* Exercise brief
If a line in the data below contains "until", copy it.

Records from a dataset:

*-*-*

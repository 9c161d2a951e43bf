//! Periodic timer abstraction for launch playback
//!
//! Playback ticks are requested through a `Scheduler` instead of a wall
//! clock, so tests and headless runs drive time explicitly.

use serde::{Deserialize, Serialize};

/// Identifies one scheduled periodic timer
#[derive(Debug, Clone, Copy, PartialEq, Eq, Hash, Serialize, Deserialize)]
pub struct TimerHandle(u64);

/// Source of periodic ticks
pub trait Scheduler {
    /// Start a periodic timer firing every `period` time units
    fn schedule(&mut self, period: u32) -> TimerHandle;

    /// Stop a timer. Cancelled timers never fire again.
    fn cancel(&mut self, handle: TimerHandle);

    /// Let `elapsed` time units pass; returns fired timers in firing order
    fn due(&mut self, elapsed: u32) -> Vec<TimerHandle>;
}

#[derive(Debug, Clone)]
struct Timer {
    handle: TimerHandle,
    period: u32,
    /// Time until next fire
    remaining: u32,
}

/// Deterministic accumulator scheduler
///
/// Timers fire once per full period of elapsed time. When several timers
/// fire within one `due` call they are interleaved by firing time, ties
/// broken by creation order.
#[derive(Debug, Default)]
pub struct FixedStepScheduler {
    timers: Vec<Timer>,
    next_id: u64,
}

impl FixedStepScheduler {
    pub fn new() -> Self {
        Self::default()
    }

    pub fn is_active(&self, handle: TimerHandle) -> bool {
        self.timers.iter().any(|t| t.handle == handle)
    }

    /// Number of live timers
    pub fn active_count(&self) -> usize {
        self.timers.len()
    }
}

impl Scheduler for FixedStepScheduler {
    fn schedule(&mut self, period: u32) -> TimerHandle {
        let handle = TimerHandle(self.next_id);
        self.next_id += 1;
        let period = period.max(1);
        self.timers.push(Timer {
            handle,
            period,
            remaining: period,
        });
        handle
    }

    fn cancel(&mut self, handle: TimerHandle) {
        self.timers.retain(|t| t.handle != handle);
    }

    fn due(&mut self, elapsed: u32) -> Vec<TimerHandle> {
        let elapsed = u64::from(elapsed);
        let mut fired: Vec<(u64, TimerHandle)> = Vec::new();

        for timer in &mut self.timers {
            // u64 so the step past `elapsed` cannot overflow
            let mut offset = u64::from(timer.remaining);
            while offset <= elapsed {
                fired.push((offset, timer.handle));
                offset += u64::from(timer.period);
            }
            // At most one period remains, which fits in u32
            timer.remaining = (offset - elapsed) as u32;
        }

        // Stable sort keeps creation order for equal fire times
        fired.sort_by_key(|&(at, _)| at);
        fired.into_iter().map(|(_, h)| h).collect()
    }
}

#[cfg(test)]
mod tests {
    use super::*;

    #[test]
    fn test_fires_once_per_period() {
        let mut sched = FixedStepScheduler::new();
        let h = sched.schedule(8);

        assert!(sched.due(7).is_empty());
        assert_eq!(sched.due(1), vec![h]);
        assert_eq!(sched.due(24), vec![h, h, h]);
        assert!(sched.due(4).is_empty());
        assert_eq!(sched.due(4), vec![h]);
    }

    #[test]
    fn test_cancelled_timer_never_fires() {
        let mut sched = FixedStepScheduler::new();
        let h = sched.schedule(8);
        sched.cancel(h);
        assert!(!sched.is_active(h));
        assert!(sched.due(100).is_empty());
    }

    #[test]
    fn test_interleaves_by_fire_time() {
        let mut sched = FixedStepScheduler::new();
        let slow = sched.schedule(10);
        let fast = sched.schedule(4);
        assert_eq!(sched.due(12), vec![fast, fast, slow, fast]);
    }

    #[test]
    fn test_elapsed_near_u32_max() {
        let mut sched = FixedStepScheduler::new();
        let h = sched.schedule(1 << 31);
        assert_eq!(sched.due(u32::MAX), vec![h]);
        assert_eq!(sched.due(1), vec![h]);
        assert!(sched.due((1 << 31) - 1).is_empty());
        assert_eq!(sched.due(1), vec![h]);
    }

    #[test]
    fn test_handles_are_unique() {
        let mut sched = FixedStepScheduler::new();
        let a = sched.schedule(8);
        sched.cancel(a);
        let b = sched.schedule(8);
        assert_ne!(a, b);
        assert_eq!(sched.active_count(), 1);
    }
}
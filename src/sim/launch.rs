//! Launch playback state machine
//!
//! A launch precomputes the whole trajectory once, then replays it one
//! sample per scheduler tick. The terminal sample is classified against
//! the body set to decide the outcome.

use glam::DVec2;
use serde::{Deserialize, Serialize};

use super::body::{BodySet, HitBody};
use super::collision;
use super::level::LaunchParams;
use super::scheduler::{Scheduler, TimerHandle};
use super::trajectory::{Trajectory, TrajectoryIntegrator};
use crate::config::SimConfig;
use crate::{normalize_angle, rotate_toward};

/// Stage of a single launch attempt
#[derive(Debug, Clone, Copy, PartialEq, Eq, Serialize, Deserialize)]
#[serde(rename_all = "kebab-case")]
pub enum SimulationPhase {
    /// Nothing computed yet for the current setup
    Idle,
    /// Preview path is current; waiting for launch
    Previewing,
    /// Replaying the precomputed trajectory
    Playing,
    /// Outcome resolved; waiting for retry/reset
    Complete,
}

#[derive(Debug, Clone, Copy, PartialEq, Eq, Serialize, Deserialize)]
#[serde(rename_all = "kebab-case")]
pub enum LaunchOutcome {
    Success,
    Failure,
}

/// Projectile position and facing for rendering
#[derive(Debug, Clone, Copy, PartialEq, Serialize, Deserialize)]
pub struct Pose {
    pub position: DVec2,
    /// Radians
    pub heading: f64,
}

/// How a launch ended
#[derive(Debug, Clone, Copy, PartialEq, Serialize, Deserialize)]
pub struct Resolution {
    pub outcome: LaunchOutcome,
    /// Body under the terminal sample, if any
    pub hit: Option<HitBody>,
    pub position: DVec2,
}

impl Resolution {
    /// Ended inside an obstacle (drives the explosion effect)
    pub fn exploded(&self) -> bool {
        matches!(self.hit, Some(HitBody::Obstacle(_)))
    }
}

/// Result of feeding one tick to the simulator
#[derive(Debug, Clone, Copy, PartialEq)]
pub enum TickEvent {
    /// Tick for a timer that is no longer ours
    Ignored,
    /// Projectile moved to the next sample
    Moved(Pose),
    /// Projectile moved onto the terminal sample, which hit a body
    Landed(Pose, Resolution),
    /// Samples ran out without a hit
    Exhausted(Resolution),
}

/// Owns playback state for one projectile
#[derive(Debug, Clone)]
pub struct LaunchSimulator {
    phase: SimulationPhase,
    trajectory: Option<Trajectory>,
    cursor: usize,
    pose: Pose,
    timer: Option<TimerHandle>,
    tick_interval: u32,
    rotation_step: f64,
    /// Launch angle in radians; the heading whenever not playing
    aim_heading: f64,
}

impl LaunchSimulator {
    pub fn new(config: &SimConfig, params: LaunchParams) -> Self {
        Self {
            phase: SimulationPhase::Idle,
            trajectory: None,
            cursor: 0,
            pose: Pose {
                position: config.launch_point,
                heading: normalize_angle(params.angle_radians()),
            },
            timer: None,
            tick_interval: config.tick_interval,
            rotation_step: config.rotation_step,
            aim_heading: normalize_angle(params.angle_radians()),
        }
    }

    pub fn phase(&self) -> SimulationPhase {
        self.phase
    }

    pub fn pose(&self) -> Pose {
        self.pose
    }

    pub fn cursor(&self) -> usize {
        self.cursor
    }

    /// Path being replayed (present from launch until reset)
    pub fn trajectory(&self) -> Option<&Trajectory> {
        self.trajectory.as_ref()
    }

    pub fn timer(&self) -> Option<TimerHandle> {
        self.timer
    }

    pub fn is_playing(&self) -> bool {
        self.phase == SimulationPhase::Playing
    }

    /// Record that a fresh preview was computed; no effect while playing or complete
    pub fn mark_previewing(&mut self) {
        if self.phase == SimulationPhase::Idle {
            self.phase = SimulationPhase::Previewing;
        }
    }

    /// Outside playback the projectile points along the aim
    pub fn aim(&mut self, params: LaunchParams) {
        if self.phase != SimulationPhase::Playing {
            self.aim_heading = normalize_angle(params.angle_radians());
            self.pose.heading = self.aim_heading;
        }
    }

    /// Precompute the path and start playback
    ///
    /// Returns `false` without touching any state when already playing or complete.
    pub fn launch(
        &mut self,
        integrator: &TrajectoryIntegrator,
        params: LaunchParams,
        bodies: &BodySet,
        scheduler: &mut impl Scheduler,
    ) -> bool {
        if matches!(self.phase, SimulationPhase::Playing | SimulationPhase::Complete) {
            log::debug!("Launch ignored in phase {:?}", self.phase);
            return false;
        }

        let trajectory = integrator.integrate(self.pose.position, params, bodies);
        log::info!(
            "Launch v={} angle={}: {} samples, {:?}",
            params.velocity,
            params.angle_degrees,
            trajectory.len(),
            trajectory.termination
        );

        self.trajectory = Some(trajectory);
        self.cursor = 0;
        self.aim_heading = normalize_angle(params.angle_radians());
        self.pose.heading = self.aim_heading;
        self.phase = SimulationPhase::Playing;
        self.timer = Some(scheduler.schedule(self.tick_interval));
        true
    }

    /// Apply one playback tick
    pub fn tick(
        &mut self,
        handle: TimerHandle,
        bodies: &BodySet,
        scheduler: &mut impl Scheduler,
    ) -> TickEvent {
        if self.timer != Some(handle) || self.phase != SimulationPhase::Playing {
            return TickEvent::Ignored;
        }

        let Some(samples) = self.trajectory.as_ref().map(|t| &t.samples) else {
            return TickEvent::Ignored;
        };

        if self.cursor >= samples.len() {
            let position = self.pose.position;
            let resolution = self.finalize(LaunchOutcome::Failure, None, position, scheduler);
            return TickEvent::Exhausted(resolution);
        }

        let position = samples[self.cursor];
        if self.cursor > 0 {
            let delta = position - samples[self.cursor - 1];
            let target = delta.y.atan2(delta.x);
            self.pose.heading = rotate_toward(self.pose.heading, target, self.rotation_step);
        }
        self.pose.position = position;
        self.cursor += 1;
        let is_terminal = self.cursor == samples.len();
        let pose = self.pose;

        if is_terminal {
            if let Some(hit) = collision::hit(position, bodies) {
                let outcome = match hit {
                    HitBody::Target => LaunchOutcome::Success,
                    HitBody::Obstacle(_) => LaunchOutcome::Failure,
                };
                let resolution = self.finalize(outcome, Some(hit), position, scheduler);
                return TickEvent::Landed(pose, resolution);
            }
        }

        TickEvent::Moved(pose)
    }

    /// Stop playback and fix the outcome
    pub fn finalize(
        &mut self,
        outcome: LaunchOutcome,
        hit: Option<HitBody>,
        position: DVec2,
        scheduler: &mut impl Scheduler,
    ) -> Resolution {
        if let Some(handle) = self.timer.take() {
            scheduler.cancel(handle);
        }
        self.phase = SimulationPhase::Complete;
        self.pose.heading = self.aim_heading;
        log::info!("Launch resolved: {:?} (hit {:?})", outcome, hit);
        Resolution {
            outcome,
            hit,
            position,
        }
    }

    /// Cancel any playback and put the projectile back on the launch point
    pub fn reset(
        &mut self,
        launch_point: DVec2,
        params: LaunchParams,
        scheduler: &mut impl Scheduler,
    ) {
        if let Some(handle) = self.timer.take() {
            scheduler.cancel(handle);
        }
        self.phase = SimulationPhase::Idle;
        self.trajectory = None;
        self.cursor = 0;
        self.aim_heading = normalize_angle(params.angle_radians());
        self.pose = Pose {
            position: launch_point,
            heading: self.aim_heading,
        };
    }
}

*-*-*

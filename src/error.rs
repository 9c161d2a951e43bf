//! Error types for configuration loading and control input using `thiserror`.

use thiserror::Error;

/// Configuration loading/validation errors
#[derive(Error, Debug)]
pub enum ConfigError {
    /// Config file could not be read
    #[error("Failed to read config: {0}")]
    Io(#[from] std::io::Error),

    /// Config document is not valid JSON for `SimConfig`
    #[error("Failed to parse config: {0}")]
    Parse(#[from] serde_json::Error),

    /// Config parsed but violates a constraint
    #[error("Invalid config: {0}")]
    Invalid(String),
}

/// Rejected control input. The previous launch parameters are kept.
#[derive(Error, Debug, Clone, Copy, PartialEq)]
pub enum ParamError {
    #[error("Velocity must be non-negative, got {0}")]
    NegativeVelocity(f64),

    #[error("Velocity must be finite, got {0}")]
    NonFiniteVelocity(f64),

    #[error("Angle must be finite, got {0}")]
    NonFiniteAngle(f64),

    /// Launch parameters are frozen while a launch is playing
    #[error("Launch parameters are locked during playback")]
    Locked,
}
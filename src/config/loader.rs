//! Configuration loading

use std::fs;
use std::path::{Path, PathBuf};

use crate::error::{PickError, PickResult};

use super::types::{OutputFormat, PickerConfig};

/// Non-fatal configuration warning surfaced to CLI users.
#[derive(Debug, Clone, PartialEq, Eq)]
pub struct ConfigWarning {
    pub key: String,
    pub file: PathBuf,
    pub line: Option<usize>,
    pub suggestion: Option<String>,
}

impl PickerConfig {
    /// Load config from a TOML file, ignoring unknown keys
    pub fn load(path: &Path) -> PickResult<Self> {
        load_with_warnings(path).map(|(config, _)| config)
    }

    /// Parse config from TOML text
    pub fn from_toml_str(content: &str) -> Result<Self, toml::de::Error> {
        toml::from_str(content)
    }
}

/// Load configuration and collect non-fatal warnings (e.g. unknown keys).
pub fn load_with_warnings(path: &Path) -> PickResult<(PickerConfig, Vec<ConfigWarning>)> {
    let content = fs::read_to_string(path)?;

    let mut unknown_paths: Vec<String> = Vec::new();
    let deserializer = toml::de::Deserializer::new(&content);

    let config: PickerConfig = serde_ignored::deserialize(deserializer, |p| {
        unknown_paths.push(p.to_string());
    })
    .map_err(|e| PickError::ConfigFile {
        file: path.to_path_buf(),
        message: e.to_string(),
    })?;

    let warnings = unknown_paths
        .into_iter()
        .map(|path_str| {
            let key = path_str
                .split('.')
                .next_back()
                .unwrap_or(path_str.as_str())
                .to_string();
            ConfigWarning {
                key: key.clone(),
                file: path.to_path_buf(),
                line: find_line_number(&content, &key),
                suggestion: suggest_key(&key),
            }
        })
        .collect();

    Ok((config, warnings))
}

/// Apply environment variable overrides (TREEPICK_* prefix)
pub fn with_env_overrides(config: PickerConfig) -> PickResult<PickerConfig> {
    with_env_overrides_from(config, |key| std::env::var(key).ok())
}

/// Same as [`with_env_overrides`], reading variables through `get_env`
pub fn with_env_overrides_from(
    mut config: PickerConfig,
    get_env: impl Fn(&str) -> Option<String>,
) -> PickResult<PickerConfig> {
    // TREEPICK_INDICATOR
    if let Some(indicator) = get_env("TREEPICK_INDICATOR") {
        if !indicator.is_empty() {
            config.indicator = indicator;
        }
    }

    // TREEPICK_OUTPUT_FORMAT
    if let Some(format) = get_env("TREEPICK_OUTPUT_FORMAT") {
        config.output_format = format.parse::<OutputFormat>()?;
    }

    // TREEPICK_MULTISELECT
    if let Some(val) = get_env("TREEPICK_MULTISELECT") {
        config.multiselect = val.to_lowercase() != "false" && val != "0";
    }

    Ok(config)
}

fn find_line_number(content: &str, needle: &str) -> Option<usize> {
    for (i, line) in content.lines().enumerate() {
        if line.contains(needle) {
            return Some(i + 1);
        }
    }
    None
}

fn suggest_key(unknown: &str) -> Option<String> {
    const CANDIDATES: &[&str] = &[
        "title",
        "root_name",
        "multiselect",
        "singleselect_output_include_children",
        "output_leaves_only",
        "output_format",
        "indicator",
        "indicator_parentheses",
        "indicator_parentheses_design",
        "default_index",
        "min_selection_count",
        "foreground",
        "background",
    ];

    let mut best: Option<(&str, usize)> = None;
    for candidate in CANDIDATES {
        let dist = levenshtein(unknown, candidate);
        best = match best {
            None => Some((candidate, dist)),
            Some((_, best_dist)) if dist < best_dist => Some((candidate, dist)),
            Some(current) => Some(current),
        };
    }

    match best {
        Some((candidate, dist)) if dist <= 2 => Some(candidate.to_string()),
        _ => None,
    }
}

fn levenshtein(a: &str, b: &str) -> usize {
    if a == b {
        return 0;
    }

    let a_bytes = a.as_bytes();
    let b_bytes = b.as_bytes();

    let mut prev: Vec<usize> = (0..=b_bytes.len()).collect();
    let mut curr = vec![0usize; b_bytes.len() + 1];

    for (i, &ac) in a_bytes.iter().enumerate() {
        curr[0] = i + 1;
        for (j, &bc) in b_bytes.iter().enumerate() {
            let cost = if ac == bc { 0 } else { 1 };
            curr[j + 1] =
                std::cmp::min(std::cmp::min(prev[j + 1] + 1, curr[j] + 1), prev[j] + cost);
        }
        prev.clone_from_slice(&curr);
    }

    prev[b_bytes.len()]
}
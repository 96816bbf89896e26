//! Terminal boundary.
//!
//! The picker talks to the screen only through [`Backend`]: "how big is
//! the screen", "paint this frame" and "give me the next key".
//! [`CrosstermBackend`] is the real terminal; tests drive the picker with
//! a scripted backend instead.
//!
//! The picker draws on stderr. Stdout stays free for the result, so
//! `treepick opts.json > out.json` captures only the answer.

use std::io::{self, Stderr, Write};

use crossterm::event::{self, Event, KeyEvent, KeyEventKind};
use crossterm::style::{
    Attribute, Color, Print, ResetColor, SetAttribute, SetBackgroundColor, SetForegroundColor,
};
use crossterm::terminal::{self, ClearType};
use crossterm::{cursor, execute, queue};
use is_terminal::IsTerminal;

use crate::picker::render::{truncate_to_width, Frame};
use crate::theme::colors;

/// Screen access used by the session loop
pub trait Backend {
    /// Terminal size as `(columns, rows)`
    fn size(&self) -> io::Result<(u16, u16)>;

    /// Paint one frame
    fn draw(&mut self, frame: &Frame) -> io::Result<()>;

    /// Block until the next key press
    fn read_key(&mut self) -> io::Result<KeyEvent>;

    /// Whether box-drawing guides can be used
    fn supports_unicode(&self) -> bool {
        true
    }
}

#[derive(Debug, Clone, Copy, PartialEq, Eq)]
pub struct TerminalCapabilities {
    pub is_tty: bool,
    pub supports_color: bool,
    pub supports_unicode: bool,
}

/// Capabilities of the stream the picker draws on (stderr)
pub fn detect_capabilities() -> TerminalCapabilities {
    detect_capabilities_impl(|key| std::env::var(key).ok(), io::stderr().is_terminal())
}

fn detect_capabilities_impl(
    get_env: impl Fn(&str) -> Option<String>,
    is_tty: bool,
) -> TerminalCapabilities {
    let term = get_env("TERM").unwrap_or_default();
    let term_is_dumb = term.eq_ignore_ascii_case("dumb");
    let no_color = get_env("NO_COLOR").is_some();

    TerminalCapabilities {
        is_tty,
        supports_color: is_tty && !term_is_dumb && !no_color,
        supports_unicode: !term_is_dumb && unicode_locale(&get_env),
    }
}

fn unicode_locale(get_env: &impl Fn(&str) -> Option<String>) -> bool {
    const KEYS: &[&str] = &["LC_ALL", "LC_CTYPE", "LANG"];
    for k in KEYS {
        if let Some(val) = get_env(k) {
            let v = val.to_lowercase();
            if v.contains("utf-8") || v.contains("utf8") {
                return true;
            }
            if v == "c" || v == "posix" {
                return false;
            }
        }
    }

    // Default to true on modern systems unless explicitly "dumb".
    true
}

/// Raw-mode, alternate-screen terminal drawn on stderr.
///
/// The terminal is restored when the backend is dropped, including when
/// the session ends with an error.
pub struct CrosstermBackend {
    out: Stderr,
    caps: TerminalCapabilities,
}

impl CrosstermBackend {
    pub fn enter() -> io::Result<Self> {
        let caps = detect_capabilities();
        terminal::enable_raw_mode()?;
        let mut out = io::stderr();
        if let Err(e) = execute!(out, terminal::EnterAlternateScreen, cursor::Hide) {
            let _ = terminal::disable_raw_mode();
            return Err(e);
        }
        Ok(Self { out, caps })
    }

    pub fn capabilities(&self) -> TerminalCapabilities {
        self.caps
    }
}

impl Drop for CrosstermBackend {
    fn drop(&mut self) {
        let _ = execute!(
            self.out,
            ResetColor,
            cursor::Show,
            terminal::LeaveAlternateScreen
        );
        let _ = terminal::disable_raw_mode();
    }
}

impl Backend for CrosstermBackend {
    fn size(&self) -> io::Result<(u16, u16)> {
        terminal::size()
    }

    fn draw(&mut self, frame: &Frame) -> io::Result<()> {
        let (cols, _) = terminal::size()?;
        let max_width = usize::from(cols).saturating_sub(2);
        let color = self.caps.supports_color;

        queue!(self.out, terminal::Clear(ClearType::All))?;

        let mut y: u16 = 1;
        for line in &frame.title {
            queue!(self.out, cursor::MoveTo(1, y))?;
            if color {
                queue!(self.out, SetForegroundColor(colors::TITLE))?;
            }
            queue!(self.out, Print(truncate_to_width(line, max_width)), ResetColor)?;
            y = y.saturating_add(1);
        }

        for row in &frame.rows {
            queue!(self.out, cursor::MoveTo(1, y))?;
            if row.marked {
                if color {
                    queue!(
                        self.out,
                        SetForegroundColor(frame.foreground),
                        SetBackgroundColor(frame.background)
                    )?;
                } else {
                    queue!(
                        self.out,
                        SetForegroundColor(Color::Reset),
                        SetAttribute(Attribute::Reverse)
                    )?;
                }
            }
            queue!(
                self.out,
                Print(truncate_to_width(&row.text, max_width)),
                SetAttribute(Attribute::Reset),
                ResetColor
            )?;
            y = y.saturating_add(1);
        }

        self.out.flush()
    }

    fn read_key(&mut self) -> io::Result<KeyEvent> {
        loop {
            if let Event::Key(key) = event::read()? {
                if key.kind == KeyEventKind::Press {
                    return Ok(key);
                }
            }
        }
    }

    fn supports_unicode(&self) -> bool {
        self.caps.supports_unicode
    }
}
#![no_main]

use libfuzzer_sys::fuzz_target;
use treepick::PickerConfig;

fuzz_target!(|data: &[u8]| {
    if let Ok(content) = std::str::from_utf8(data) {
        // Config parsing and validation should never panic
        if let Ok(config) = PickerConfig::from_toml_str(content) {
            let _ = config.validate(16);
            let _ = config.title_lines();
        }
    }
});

*-*-*

* Answer for the task
    /// Time until next fire
    /// Path being replayed (present from launch until reset)
    /// Block until the next key press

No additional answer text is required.